A WINGTIP IN THE FACE FOREVER
His column doesn't have the visibility of an infinitely reproducible Cory Booker video clip, but David Brooks, Mitt Romney's principal voice on the New York Times op-ed page, is not exactly an ideal surrogate. Here's what he published today as a paean to the glories of private equity, and a rebuke to that evil socialist Obama:
Research from around the world clearly confirms that companies that have been acquired by private equity firms are more productive than comparable firms.
This process involves a great deal of churn and creative destruction. It does not, on net, lead to fewer jobs. A giant study by economists from the University of Chicago, Harvard, the University of Maryland and the Census Bureau found that when private equity firms acquire a company, jobs are lost in old operations. Jobs are created in new, promising operations. The overall effect on employment is modest.
Oh boy -- private equity is a zero-sum game! And it doesn't really increase employment! Gosh, where do we sign up?
This is a potential problem from Romney -- his side sings the job-creating praises of his work at Bain, his opponents talk about job losses ... and folks like Brooks who purport to be objective observers in the middle say: well, actually, on balance we don't lose jobs or gain jobs as a result of private equity. The winners win, the losers lose. The real winners, of course, are the people (like Romney) who work the levers.
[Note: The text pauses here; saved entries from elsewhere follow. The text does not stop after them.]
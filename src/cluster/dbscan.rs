//! Density-based clustering over a text-distance matrix
//!
//! Distance between two keywords combines textual dissimilarity with a
//! damped search-volume gap, so "cheap flights" and "flight deals" sit
//! close while a head term and a long-tail term drift apart.

use crate::text::similarity;
use crate::types::Keyword;

pub const DBSCAN_EPSILON: f64 = 0.3;
pub const DBSCAN_MIN_POINTS: usize = 2;

/// Pairwise distance matrix:
/// d(i,j) = (1 - sim(text_i, text_j)) + 0.2 * |ln(v_i+1) - ln(v_j+1)| / 10
pub fn distance_matrix(keywords: &[Keyword]) -> Vec<Vec<f64>> {
    let n = keywords.len();
    let mut matrix = vec![vec![0.0; n]; n];
    for i in 0..n {
        for j in (i + 1)..n {
            let text_distance = 1.0 - similarity(&keywords[i].text, &keywords[j].text);
            let volume_gap = ((keywords[i].search_volume as f64 + 1.0).ln()
                - (keywords[j].search_volume as f64 + 1.0).ln())
            .abs();
            let d = text_distance + 0.2 * volume_gap / 10.0;
            matrix[i][j] = d;
            matrix[j][i] = d;
        }
    }
    matrix
}

/// Run DBSCAN over a precomputed distance matrix. Returns one label per
/// point; `None` marks noise.
pub fn dbscan(matrix: &[Vec<f64>], epsilon: f64, min_points: usize) -> Vec<Option<usize>> {
    let n = matrix.len();
    let mut labels: Vec<Option<usize>> = vec![None; n];
    let mut visited = vec![false; n];
    let mut cluster = 0usize;

    for point in 0..n {
        if visited[point] {
            continue;
        }
        visited[point] = true;

        let neighbors = region_query(matrix, point, epsilon);
        if neighbors.len() < min_points {
            continue; // noise, may be absorbed by a later cluster
        }

        labels[point] = Some(cluster);
        let mut queue: Vec<usize> = neighbors;
        let mut head = 0;
        while head < queue.len() {
            let candidate = queue[head];
            head += 1;

            if !visited[candidate] {
                visited[candidate] = true;
                let candidate_neighbors = region_query(matrix, candidate, epsilon);
                if candidate_neighbors.len() >= min_points {
                    for neighbor in candidate_neighbors {
                        if !queue.contains(&neighbor) {
                            queue.push(neighbor);
                        }
                    }
                }
            }
            if labels[candidate].is_none() {
                labels[candidate] = Some(cluster);
            }
        }

        cluster += 1;
    }

    labels
}

/// Indices within epsilon of the point (the point itself included).
fn region_query(matrix: &[Vec<f64>], point: usize, epsilon: f64) -> Vec<usize> {
    (0..matrix.len())
        .filter(|&other| matrix[point][other] <= epsilon)
        .collect()
}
For ordinary Americans, this is supposed to be an improvement on the status quo how exactly?
But to Brooks -- he of the newly purchased $4 million house -- this actually should be enticing to ordinary Americans:
Forty years ago, corporate America was bloated, sluggish and losing ground to competitors in Japan and beyond. But then something astonishing happened. Financiers, private equity firms and bare-knuckled corporate executives initiated a series of reforms and transformations.
The process was brutal and involved streamlining and layoffs. But, at the end of it, American businesses emerged leaner, quicker and more efficient....
The implicit argument of the Republican campaign is that Mitt Romney has the experience to extend this transformation into government....
In a country that desperately wants change, I have no idea why a party would not compete to be the party of change and transformation...
Yes, I simply can't imagine why a party wouldn't want to identify itself with a "brutal" process that "involved streamlining and layoffs" and has an "overall effect on employment" that's "modest." It's baffling!
And Brooks knows just where Mitt's going to look for efficiencies if he's president:
While American companies operate in radically different ways than they did 40 years ago, the sheltered, government-dominated sectors of the economy -- especially education, health care and the welfare state -- operate in astonishingly similar ways.
The implicit argument of the Republican campaign is that Mitt Romney has the experience to extend this transformation into government.
Um, how would that work exactly? Are capitalists going to buy underperforming schools, fire the teachers, sell the buildings and football stadiums at a profit, and outsource the 3 R's to Mexico?